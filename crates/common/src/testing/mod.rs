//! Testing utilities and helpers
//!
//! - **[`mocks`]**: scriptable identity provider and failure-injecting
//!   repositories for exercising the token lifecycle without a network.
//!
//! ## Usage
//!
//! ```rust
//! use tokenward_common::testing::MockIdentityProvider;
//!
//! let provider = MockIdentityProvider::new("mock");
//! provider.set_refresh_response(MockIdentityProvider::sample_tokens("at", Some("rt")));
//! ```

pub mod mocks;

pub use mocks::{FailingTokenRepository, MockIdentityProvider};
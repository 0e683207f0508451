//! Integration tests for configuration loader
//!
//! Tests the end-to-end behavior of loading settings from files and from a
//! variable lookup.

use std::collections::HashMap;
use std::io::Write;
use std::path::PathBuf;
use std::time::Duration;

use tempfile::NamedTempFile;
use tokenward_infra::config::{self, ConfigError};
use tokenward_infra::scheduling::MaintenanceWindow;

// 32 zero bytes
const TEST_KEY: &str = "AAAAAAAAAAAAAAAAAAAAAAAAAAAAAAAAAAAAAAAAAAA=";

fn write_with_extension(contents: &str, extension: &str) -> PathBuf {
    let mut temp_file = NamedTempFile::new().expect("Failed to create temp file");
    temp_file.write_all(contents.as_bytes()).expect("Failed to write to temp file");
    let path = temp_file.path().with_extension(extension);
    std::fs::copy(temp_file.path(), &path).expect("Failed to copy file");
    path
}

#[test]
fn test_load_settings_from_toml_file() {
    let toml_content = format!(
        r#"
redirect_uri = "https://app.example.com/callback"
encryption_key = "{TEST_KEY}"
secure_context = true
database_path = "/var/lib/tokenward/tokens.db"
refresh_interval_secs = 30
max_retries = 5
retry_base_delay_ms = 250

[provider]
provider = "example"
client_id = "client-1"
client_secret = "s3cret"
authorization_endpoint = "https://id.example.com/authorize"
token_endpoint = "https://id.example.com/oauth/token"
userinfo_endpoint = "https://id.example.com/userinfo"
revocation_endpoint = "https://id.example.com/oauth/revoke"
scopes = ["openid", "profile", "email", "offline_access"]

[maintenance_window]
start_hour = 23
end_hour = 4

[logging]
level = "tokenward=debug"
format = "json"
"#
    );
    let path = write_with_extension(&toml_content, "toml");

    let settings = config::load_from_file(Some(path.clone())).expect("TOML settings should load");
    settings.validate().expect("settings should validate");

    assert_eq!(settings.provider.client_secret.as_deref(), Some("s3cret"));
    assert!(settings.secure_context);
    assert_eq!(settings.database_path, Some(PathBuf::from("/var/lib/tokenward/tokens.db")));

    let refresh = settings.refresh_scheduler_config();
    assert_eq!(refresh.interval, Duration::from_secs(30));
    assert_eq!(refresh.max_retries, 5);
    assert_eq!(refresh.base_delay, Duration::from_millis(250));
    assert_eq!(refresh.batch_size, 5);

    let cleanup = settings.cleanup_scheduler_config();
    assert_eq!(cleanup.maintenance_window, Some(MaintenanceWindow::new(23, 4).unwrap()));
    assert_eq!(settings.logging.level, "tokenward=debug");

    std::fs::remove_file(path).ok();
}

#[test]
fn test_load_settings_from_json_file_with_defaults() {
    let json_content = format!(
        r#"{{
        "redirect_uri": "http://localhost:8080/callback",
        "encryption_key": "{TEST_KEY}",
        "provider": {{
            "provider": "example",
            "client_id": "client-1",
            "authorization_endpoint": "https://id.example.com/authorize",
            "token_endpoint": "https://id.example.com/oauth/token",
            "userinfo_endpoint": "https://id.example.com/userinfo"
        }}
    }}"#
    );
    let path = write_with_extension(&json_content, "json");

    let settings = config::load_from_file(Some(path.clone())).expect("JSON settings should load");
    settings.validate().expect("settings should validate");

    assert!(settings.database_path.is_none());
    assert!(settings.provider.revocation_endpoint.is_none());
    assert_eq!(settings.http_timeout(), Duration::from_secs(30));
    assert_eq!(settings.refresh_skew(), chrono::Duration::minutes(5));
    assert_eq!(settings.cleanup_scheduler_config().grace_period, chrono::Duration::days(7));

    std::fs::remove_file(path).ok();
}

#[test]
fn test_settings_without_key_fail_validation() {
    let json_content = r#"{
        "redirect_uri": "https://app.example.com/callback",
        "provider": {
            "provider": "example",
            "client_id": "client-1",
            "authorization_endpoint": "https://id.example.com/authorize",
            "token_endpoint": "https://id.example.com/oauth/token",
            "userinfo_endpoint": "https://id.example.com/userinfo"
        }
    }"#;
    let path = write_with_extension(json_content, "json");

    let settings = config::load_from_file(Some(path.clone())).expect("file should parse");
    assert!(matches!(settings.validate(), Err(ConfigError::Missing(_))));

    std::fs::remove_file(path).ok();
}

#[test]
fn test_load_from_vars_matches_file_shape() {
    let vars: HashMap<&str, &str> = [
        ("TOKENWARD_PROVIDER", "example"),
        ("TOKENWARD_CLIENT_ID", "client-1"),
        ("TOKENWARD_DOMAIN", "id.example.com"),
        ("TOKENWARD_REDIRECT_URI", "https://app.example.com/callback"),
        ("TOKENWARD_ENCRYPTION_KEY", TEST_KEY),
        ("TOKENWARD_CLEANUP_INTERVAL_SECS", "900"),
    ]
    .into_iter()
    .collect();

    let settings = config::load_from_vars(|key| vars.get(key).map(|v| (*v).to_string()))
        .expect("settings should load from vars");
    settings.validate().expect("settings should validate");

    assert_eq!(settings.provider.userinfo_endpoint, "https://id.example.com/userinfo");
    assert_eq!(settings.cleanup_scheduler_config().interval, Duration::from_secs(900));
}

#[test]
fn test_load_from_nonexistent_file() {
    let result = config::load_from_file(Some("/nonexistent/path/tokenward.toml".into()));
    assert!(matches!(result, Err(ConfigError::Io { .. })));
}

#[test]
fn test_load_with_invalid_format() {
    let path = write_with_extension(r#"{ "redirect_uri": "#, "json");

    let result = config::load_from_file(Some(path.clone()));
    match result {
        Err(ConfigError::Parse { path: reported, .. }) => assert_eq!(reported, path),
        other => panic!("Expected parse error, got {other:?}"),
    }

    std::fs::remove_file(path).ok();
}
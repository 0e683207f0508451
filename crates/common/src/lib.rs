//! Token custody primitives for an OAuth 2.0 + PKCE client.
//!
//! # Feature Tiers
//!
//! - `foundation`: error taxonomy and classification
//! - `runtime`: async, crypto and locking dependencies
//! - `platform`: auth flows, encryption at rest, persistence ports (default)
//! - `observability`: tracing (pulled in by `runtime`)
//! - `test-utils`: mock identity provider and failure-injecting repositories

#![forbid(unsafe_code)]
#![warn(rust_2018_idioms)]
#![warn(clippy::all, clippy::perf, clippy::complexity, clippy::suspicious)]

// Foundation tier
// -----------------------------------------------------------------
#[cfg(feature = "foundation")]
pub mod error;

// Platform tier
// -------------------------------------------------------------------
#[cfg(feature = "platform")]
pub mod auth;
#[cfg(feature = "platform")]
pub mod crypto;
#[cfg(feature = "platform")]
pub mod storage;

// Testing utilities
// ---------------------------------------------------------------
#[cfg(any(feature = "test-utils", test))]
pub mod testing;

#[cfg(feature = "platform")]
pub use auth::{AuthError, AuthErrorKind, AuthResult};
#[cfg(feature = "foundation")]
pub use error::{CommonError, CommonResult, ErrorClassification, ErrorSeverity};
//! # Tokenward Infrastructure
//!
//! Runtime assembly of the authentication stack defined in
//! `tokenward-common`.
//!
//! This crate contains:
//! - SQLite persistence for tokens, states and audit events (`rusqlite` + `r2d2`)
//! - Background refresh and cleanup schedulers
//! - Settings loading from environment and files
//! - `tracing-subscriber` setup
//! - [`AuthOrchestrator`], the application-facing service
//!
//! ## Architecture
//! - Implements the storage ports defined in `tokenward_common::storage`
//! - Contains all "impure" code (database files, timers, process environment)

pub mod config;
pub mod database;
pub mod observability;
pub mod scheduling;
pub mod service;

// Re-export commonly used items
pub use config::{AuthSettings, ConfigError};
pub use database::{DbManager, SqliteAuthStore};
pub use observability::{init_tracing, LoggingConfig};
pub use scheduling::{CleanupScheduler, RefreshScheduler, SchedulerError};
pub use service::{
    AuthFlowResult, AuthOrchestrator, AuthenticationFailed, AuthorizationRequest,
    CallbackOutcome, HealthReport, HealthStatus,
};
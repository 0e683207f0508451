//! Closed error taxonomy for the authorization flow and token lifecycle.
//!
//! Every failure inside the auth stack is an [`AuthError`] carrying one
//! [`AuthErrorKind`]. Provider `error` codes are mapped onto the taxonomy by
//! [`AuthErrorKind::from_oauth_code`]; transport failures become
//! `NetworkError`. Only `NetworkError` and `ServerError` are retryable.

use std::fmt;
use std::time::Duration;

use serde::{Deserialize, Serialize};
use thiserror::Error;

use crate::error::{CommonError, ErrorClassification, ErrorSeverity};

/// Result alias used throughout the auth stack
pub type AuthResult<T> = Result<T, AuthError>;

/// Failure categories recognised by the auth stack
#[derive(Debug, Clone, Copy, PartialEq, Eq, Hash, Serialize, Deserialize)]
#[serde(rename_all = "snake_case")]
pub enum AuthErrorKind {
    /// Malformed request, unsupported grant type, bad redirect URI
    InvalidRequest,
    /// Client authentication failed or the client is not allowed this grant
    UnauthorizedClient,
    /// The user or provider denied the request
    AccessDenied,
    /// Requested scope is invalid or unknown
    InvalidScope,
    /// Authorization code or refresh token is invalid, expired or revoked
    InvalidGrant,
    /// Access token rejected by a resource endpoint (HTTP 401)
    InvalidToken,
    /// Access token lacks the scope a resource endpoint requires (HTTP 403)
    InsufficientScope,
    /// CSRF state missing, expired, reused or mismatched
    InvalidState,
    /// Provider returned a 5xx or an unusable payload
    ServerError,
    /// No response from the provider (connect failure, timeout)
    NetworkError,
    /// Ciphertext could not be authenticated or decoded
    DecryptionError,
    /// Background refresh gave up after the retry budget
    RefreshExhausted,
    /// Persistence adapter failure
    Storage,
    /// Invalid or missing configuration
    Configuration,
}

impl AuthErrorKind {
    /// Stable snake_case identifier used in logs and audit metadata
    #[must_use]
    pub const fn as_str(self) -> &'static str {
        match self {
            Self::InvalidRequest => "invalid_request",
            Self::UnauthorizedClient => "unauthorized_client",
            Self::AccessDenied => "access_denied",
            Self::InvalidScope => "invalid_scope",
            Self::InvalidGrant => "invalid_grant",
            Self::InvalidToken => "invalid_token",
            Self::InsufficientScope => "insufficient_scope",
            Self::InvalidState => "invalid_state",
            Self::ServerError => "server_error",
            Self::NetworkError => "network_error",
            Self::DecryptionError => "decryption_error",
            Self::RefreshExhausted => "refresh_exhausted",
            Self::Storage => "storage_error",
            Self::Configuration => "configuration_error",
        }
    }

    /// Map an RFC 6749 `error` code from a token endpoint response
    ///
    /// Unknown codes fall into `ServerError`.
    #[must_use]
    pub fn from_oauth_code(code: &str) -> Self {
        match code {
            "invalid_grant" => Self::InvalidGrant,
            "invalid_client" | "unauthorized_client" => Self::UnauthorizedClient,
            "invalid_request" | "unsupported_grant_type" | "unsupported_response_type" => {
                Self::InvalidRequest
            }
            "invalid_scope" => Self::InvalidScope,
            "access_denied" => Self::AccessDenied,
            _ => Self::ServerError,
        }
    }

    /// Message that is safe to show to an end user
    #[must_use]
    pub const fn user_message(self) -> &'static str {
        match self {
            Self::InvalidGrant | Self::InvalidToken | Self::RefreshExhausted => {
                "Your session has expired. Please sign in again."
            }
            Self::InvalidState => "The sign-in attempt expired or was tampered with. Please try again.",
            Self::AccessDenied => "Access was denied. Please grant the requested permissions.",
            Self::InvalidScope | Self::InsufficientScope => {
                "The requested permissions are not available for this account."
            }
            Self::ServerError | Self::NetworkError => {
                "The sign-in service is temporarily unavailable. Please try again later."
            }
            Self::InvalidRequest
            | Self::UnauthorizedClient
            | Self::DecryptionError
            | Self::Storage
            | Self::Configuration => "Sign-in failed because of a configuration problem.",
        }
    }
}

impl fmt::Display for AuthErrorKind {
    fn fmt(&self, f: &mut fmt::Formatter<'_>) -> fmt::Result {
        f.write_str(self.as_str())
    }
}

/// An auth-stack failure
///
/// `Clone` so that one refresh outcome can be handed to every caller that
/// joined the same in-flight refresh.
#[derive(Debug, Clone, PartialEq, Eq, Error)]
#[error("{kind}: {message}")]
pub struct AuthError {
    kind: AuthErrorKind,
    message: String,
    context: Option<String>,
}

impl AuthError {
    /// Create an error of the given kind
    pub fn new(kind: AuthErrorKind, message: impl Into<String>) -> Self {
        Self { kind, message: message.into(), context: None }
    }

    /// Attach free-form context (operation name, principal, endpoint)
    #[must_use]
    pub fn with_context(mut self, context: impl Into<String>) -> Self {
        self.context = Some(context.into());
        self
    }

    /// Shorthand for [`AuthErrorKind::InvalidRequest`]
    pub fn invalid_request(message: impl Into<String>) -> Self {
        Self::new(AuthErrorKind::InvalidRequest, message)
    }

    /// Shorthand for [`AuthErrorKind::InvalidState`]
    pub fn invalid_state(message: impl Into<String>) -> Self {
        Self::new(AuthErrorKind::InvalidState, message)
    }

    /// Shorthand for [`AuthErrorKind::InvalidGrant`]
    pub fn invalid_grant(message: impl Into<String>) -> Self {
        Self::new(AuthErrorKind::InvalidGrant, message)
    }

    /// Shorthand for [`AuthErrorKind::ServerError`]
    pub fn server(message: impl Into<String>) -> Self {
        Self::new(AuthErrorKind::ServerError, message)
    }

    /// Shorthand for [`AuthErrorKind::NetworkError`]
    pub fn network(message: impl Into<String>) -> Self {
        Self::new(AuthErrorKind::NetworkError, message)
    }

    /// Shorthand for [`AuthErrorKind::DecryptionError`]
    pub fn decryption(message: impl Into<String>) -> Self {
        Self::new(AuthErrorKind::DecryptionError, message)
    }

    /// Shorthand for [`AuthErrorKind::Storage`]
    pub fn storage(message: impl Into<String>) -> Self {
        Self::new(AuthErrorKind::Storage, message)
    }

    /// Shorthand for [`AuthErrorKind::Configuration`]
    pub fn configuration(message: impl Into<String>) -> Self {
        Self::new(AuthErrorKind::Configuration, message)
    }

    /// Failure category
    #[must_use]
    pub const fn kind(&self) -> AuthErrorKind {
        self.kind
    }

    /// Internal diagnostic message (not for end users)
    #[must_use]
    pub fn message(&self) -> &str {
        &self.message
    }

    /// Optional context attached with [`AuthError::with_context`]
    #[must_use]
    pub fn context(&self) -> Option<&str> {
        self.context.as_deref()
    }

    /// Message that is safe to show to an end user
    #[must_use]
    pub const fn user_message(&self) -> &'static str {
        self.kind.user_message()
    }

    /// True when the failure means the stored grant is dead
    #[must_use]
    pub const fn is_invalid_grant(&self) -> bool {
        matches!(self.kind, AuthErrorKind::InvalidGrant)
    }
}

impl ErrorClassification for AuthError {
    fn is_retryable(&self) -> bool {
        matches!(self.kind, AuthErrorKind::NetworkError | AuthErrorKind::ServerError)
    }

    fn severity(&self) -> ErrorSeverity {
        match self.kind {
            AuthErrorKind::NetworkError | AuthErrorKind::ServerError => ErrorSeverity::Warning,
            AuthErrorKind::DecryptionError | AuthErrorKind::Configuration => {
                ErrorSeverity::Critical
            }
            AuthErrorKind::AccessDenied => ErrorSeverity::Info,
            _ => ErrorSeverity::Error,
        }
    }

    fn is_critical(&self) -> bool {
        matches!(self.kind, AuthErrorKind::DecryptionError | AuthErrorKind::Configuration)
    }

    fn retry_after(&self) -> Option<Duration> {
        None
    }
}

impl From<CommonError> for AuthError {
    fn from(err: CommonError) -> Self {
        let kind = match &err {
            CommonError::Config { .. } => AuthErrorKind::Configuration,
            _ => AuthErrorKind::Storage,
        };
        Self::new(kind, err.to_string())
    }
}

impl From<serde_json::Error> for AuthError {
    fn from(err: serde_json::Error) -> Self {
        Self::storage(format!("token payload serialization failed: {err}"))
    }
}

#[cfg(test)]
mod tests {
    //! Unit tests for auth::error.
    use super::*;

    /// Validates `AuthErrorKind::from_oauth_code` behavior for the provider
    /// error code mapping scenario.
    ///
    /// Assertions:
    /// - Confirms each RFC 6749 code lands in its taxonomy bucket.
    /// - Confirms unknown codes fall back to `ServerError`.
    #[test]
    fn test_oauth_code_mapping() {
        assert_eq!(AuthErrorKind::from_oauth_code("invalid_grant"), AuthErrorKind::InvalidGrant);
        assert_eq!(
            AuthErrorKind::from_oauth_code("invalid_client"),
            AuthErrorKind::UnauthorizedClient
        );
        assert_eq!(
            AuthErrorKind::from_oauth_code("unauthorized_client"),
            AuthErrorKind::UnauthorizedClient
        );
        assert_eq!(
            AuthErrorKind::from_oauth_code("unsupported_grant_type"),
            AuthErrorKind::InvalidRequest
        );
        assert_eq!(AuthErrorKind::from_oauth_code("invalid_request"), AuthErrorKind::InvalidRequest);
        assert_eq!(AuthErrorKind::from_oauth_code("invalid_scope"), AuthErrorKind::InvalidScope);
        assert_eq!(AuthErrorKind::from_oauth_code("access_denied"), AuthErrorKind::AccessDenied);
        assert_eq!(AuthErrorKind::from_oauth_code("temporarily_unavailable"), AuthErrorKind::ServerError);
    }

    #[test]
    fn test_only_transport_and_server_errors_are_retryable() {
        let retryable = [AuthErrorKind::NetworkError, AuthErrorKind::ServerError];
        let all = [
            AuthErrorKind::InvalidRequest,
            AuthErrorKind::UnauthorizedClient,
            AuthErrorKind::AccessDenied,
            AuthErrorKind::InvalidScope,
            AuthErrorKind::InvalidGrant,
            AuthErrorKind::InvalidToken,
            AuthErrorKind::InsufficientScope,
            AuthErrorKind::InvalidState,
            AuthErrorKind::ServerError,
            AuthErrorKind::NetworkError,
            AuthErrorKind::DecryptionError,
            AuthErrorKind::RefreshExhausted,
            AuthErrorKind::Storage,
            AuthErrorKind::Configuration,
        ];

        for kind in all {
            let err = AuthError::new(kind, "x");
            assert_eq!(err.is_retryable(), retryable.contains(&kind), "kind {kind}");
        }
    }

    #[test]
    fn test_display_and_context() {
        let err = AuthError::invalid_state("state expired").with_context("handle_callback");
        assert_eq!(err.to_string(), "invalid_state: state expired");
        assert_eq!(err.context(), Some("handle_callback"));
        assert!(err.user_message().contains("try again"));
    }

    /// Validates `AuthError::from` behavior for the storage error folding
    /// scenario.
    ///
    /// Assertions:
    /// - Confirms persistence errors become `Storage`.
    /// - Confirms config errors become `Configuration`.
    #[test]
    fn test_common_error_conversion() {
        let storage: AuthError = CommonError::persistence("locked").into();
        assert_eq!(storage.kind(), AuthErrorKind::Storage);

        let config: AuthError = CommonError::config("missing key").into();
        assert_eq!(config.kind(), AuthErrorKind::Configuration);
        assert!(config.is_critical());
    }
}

══════

The word "crates" may occur in lines of the data above; say how many lines hold it, giving only the number.

2